GIS-based digital land records platform

Tamil Nadu Landstack is the Tamil Nadu pilot deployment of Land Stack, an integrated, GIS-based digital platform for land records in India. Land Stack was launched as a pilot in the Union Territory of Chandigarh and the state of Tamil Nadu on 31 December 2025 by the Ministry of Rural Development under the Digital India Land Record Modernization Programme (DILRMP).

== Background ==
Land Stack was developed by the Department of Land Resources under the Ministry of Rural Development. The platform was launched by Dr. Chandra Sekhar Pemmasani, Minister of State for Rural Development and Communications, on 31 December 2025 in New Delhi. It was launched together with the release of the multilingual Glossary of Revenue Terms (GoRT), which aims to standardise land and revenue terminology across states and union territories.

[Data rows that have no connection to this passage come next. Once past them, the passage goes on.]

//! Intent Extraction
//!
//! Trigger detection on inbound text and parsing of agent output into a
//! structured reply. Both are pure and total.

use std::sync::LazyLock;

use regex::Regex;
use serde::{Deserialize, Serialize};
use serde_json::Value;

/// Message used when the agent output cannot be parsed.
pub const FALLBACK_MESSAGE: &str = "An error occurred, try again...";

static JSON_FENCE: LazyLock<Regex> =
    LazyLock::new(|| Regex::new(r"(?s)```json\s*(.*?)\s*```").expect("valid regex"));

/// Trigger decision and cleaned prompt for one mention.
#[derive(Debug, Clone, PartialEq, Eq)]
pub struct ExtractedIntent {
    pub triggered: bool,
    pub prompt: String,
}

impl ExtractedIntent {
    fn not_triggered() -> Self {
        Self {
            triggered: false,
            prompt: String::new(),
        }
    }
}

/// Handle whose presence in a mention activates the bot.
#[derive(Debug, Clone)]
pub struct TriggerTag {
    tag: String,
    case_sensitive: bool,
}

impl TriggerTag {
    #[must_use]
    pub fn new(tag: impl Into<String>, case_sensitive: bool) -> Self {
        Self {
            tag: tag.into(),
            case_sensitive,
        }
    }

    #[must_use]
    pub fn as_str(&self) -> &str {
        &self.tag
    }

    /// Finds the first occurrence of the tag.
    ///
    /// The prompt starts one character past the tag (the separator) and is
    /// trimmed. ASCII lowercasing keeps byte offsets identical, so the
    /// offsets found on the folded text are valid in the original.
    #[must_use]
    pub fn detect(&self, text: &str) -> ExtractedIntent {
        if self.tag.is_empty() {
            return ExtractedIntent::not_triggered();
        }

        let position = if self.case_sensitive {
            text.find(&self.tag)
        } else {
            text.to_ascii_lowercase()
                .find(&self.tag.to_ascii_lowercase())
        };

        let Some(position) = position else {
            return ExtractedIntent::not_triggered();
        };

        let rest = &text[position + self.tag.len()..];
        let separator = rest.chars().next().map_or(0, char::len_utf8);

        ExtractedIntent {
            triggered: true,
            prompt: rest[separator..].trim().to_string(),
        }
    }
}

/// Reply payload produced by the agent.
#[derive(Debug, Clone, PartialEq, Eq, Serialize, Deserialize)]
#[serde(rename_all = "camelCase")]
pub struct StructuredReply {
    pub message: String,
    #[serde(default, skip_serializing_if = "Option::is_none")]
    pub token_address: Option<String>,
    #[serde(default, skip_serializing_if = "Option::is_none")]
    pub chain: Option<String>,
}

impl StructuredReply {
    #[must_use]
    pub fn fallback(default_chain: &str) -> Self {
        Self {
            message: FALLBACK_MESSAGE.to_string(),
            token_address: None,
            chain: Some(default_chain.to_string()),
        }
    }
}

/// Parses agent output that should contain a JSON object, fenced or bare.
///
/// Never fails: anything that is not an object with a string `message`
/// yields [`StructuredReply::fallback`].
#[must_use]
pub fn parse_structured_output(raw: &str, default_chain: &str) -> StructuredReply {
    let candidate = JSON_FENCE
        .captures(raw)
        .and_then(|c| c.get(1))
        .map_or_else(|| raw.trim(), |m| m.as_str().trim());

    match serde_json::from_str::<Value>(candidate) {
        Ok(value) if value.is_object() => serde_json::from_value(value)
            .unwrap_or_else(|_| StructuredReply::fallback(default_chain)),
        _ => StructuredReply::fallback(default_chain),
    }
}

#[cfg(test)]
mod tests {
    use super::*;

    fn bot() -> TriggerTag {
        TriggerTag::new("@bot", true)
    }

    #[test]
    fn detects_tag_and_extracts_prompt() {
        let intent = bot().detect("hello @bot deploy FooCoin FOO");
        assert!(intent.triggered);
        assert_eq!(intent.prompt, "deploy FooCoin FOO");
    }

    #[test]
    fn missing_tag_is_not_triggered() {
        let intent = bot().detect("hello there, deploy FooCoin");
        assert!(!intent.triggered);
        assert!(intent.prompt.is_empty());
    }

    #[test]
    fn tag_at_end_gives_empty_prompt() {
        let intent = bot().detect("hey @bot");
        assert!(intent.triggered);
        assert_eq!(intent.prompt, "");

        let intent = bot().detect("hey @bot ");
        assert_eq!(intent.prompt, "");
    }

    #[test]
    fn separator_character_is_skipped_whatever_it_is() {
        // The character right after the tag is dropped even when not a space
        assert_eq!(bot().detect("@bot,deploy").prompt, "deploy");
        assert_eq!(bot().detect("@botXdeploy it").prompt, "deploy it");
    }

    #[test]
    fn first_occurrence_wins() {
        let intent = bot().detect("@bot ask @bot again");
        assert_eq!(intent.prompt, "ask @bot again");
    }

    #[test]
    fn multibyte_separator_does_not_panic() {
        let intent = bot().detect("@bot\u{00e9}t\u{00e9} launch");
        assert_eq!(intent.prompt, "t\u{00e9} launch");

        let intent = bot().detect("\u{1f680}@bot\u{1f680}go");
        assert_eq!(intent.prompt, "go");
    }

    #[test]
    fn case_sensitivity_is_configurable() {
        assert!(!bot().detect("hello @BOT deploy").triggered);

        let relaxed = TriggerTag::new("@Bot", false);
        let intent = relaxed.detect("hello @BOT Deploy FOO");
        assert!(intent.triggered);
        assert_eq!(intent.prompt, "Deploy FOO");
    }

    #[test]
    fn parses_fenced_json() {
        let raw = "Sure!\n```json\n{\"message\":\"done\",\"tokenAddress\":\"0xabc\",\"chain\":\"base\"}\n```\nbye";
        let reply = parse_structured_output(raw, "baseSepolia");
        assert_eq!(
            reply,
            StructuredReply {
                message: "done".into(),
                token_address: Some("0xabc".into()),
                chain: Some("base".into()),
            }
        );
    }

    #[test]
    fn fenced_json_without_chain_keeps_chain_empty() {
        let raw = "```json\n{\"message\":\"ok\",\"tokenAddress\":\"0xabc\"}\n```";
        let reply = parse_structured_output(raw, "baseSepolia");
        assert_eq!(reply.message, "ok");
        assert_eq!(reply.token_address.as_deref(), Some("0xabc"));
        assert_eq!(reply.chain, None);
    }

    #[test]
    fn parses_bare_json() {
        let reply = parse_structured_output("  {\"message\":\"hi\"}  ", "baseSepolia");
        assert_eq!(reply.message, "hi");
        assert_eq!(reply.token_address, None);
        assert_eq!(reply.chain, None);
    }

    #[test]
    fn invalid_output_yields_fallback() {
        let expected = StructuredReply {
            message: "An error occurred, try again...".into(),
            token_address: None,
            chain: Some("baseSepolia".into()),
        };
        for raw in [
            "not json at all",
            "",
            "```json\n{broken\n```",
            "[\"message\"]",
            "{\"tokenAddress\":\"0xabc\"}",
            "{\"message\": 42}",
            "\"just a string\"",
        ] {
            assert_eq!(parse_structured_output(raw, "baseSepolia"), expected, "{raw}");
        }
    }

    #[test]
    fn fallback_uses_configured_chain() {
        let reply = parse_structured_output("nope", "base");
        assert_eq!(reply.chain.as_deref(), Some("base"));
    }

    #[test]
    fn fenced_reply_round_trips() {
        let replies = [
            StructuredReply {
                message: "Deployed FooCoin".into(),
                token_address: Some("0x1234".into()),
                chain: Some("base".into()),
            },
            StructuredReply {
                message: "multi\nline \"quoted\" text".into(),
                token_address: None,
                chain: None,
            },
        ];
        for reply in replies {
            let raw = format!(
                "Here you go:\n```json\n{}\n```",
                serde_json::to_string_pretty(&reply).unwrap()
            );
            assert_eq!(parse_structured_output(&raw, "baseSepolia"), reply);
        }
    }
}
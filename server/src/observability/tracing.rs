//! OpenTelemetry tracer provider and tracing-subscriber initialization.
//!
//! Installs a layered `tracing_subscriber` registry with a JSON stdout layer.
//! When an OTLP endpoint is configured, spans and logs are also bridged to
//! the collector.

use std::fmt::Write as _;

use anyhow::{Context as _, Result};
use opentelemetry::KeyValue;
use opentelemetry_appender_tracing::layer::OpenTelemetryTracingBridge;
use opentelemetry_otlp::WithExportConfig as _;
use opentelemetry_sdk::error::OTelSdkResult;
use opentelemetry_sdk::logs::SdkLoggerProvider;
use opentelemetry_sdk::trace::{BatchSpanProcessor, SdkTracerProvider, SpanData, SpanExporter};
use opentelemetry_sdk::Resource;
use serde_json::{Map, Value};
use tracing::field::{Field, Visit};
use tracing::{Event, Subscriber};
use tracing_subscriber::field::RecordFields;
use tracing_subscriber::fmt::format::Writer;
use tracing_subscriber::fmt::{FmtContext, FormatEvent, FormatFields, FormattedFields};
use tracing_subscriber::layer::SubscriberExt as _;
use tracing_subscriber::registry::LookupSpan;
use tracing_subscriber::util::SubscriberInitExt as _;
use tracing_subscriber::{EnvFilter, Registry};

use crate::config::ObservabilityConfig;

/// Shuts down the `OTel` providers when dropped.
///
/// Keep it bound until the end of `main`.
pub struct OtelGuard {
    inner: Option<OtelGuardInner>,
}

struct OtelGuardInner {
    tracer_provider: SdkTracerProvider,
    logger_provider: SdkLoggerProvider,
}

impl Drop for OtelGuard {
    fn drop(&mut self) {
        if let Some(inner) = self.inner.take() {
            if let Err(e) = inner.tracer_provider.shutdown() {
                tracing::warn!(error = %e, "OTel tracer provider shutdown error");
            }
            if let Err(e) = inner.logger_provider.shutdown() {
                tracing::warn!(error = %e, "OTel logger provider shutdown error");
            }
        }
    }
}

/// Value written in place of a secret-bearing field.
const REDACTED: &str = "[redacted]";

/// Collects fields as JSON, masking secret-bearing names.
#[derive(Default)]
struct RedactingVisitor {
    fields: Map<String, Value>,
}

impl RedactingVisitor {
    fn insert(&mut self, field: &Field, value: Value) {
        let value = if is_forbidden_attribute_key(field.name()) {
            Value::from(REDACTED)
        } else {
            value
        };
        self.fields.insert(field.name().to_owned(), value);
    }
}

impl Visit for RedactingVisitor {
    fn record_str(&mut self, field: &Field, value: &str) {
        self.insert(field, Value::from(value));
    }

    fn record_i64(&mut self, field: &Field, value: i64) {
        self.insert(field, Value::from(value));
    }

    fn record_u64(&mut self, field: &Field, value: u64) {
        self.insert(field, Value::from(value));
    }

    fn record_bool(&mut self, field: &Field, value: bool) {
        self.insert(field, Value::from(value));
    }

    fn record_f64(&mut self, field: &Field, value: f64) {
        self.insert(field, Value::from(value));
    }

    fn record_debug(&mut self, field: &Field, value: &dyn std::fmt::Debug) {
        self.insert(field, Value::from(format!("{value:?}")));
    }
}

/// Span field formatter storing redacted fields as a JSON object.
#[derive(Clone, Copy, Debug, Default)]
pub struct RedactingJsonFields;

impl<'writer> FormatFields<'writer> for RedactingJsonFields {
    fn format_fields<R: RecordFields>(&self, mut writer: Writer<'writer>, fields: R) -> std::fmt::Result {
        let mut visitor = RedactingVisitor::default();
        fields.record(&mut visitor);
        write!(writer, "{}", Value::Object(visitor.fields))
    }

    fn add_fields(
        &self,
        current: &'writer mut FormattedFields<Self>,
        fields: &tracing::span::Record<'_>,
    ) -> std::fmt::Result {
        let mut merged: Map<String, Value> =
            serde_json::from_str(&current.fields).unwrap_or_default();
        let mut visitor = RedactingVisitor::default();
        fields.record(&mut visitor);
        merged.extend(visitor.fields);
        current.fields = Value::Object(merged).to_string();
        Ok(())
    }
}

/// One JSON object per event: `timestamp`, `level`, `target`, `fields` and
/// the enclosing `spans`, with secret-bearing fields masked.
#[derive(Clone, Copy, Debug, Default)]
pub struct RedactingJsonFormat;

impl<S, N> FormatEvent<S, N> for RedactingJsonFormat
where
    S: Subscriber + for<'a> LookupSpan<'a>,
    N: for<'a> FormatFields<'a> + 'static,
{
    fn format_event(
        &self,
        ctx: &FmtContext<'_, S, N>,
        mut writer: Writer<'_>,
        event: &Event<'_>,
    ) -> std::fmt::Result {
        let meta = event.metadata();
        let mut visitor = RedactingVisitor::default();
        event.record(&mut visitor);

        let mut line = Map::new();
        line.insert(
            "timestamp".into(),
            Value::from(chrono::Utc::now().to_rfc3339_opts(chrono::SecondsFormat::Micros, true)),
        );
        line.insert("level".into(), Value::from(meta.level().to_string()));
        line.insert("target".into(), Value::from(meta.target()));
        line.insert("fields".into(), Value::Object(visitor.fields));

        if let Some(scope) = ctx.event_scope() {
            let spans: Vec<Value> = scope
                .from_root()
                .map(|span| {
                    let mut fields: Map<String, Value> = span
                        .extensions()
                        .get::<FormattedFields<N>>()
                        .and_then(|f| serde_json::from_str(&f.fields).ok())
                        .unwrap_or_default();
                    fields.insert("name".into(), Value::from(span.name()));
                    Value::Object(fields)
                })
                .collect();
            line.insert("spans".into(), Value::Array(spans));
        }

        writeln!(writer, "{}", Value::Object(line))
    }
}

/// JSON stdout layer that never prints secret-bearing field values.
fn json_layer<S>() -> tracing_subscriber::fmt::Layer<S, RedactingJsonFields, RedactingJsonFormat>
where
    S: Subscriber + for<'a> LookupSpan<'a>,
{
    tracing_subscriber::fmt::layer()
        .fmt_fields(RedactingJsonFields)
        .event_format(RedactingJsonFormat)
}

/// Strips secret-bearing attributes before spans leave the process.
#[derive(Debug)]
struct RedactingSpanExporter<E> {
    inner: E,
}

impl<E> SpanExporter for RedactingSpanExporter<E>
where
    E: SpanExporter,
{
    async fn export(&self, mut batch: Vec<SpanData>) -> OTelSdkResult {
        for span in &mut batch {
            span.attributes
                .retain(|kv| !is_forbidden_attribute_key(kv.key.as_str()));
            for event in &mut span.events.events {
                event
                    .attributes
                    .retain(|kv| !is_forbidden_attribute_key(kv.key.as_str()));
            }
        }

        self.inner.export(batch).await
    }

    fn shutdown(&mut self) -> OTelSdkResult {
        self.inner.shutdown()
    }

    fn force_flush(&mut self) -> OTelSdkResult {
        self.inner.force_flush()
    }

    fn set_resource(&mut self, resource: &Resource) {
        self.inner.set_resource(resource);
    }
}

fn is_forbidden_attribute_key(key: &str) -> bool {
    const FORBIDDEN_PATTERNS: [&str; 8] = [
        "secret",
        "api_key",
        "apikey",
        "authorization",
        "signature",
        "signer",
        "password",
        "credential",
    ];

    let lowered = key.to_ascii_lowercase();
    FORBIDDEN_PATTERNS
        .iter()
        .any(|pattern| lowered.contains(pattern))
}

fn env_filter(config: &ObservabilityConfig) -> EnvFilter {
    EnvFilter::try_from_default_env()
        .unwrap_or_else(|_| EnvFilter::new(format!("{},hyper=off,tonic=off,h2=off", config.log_level)))
}

fn build_resource(config: &ObservabilityConfig) -> Resource {
    let deployment_env =
        std::env::var("DEPLOYMENT_ENVIRONMENT").unwrap_or_else(|_| "local".to_owned());

    Resource::builder()
        .with_service_name(config.service_name.clone())
        .with_attributes([
            KeyValue::new("service.version", env!("CARGO_PKG_VERSION")),
            KeyValue::new("deployment.environment", deployment_env),
        ])
        .build()
}

/// Initialise the `tracing` subscriber, with OTLP export when configured.
///
/// Without an endpoint only the JSON stdout layer is installed and the
/// returned guard is a no-op.
pub fn init(config: &ObservabilityConfig) -> Result<OtelGuard> {
    let Some(endpoint) = config.otlp_endpoint.as_deref() else {
        Registry::default()
            .with(env_filter(config))
            .with(json_layer())
            .init();

        return Ok(OtelGuard { inner: None });
    };

    let resource = build_resource(config);

    let span_exporter = opentelemetry_otlp::SpanExporter::builder()
        .with_tonic()
        .with_endpoint(endpoint)
        .build()
        .context("Failed to build OTLP span exporter")?;

    let tracer_provider = SdkTracerProvider::builder()
        .with_resource(resource.clone())
        .with_span_processor(
            BatchSpanProcessor::builder(RedactingSpanExporter {
                inner: span_exporter,
            })
            .build(),
        )
        .build();

    let log_exporter = opentelemetry_otlp::LogExporter::builder()
        .with_tonic()
        .with_endpoint(endpoint)
        .build()
        .context("Failed to build OTLP log exporter")?;

    let logger_provider = SdkLoggerProvider::builder()
        .with_resource(resource)
        .with_batch_exporter(log_exporter)
        .build();

    let otel_trace_layer = tracing_opentelemetry::layer().with_tracer(
        opentelemetry::trace::TracerProvider::tracer(&tracer_provider, "mentionbot-server"),
    );
    let otel_log_layer = OpenTelemetryTracingBridge::new(&logger_provider);

    Registry::default()
        .with(env_filter(config))
        .with(otel_trace_layer)
        .with(otel_log_layer)
        .with(json_layer())
        .init();

    Ok(OtelGuard {
        inner: Some(OtelGuardInner {
            tracer_provider,
            logger_provider,
        }),
    })
}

The initiative was inspired by global best practices from countries including Singapore, the United Kingdom and Finland. It forms part of a national effort to align India's fragmented, historically-rooted land records with a digitised, modern economy.

== Features ==
Land Stack is designed to overcome fragmented land information systems by integrating land, ownership, registration and building data on a single platform. Reported features include:
- GIS-based integration of property and parcel-level land information
- Single-window access to ownership details, deed records, encumbrances and litigation status
- Access to cadastral maps, revenue and registration data
- A unified interface intended to replace multiple departmental portals
- Interoperability across the Revenue, Survey, Registration and Local Bodies departments

The platform is intended to serve citizens, government agencies and lenders.

== Pilot launch ==
Land Stack was launched on a pilot basis in the Union Territory of Chandigarh and the state of Tamil Nadu. Described by the Ministry of Rural Development as the country's first land stack, it is expected to be scaled nationwide as the pilot progresses.

== See also ==
- Digital India Land Record Modernization Programme
- Unique Land Parcel Identification Number
- India Stack
- Patta Chitta
- Ministry of Rural Development (India)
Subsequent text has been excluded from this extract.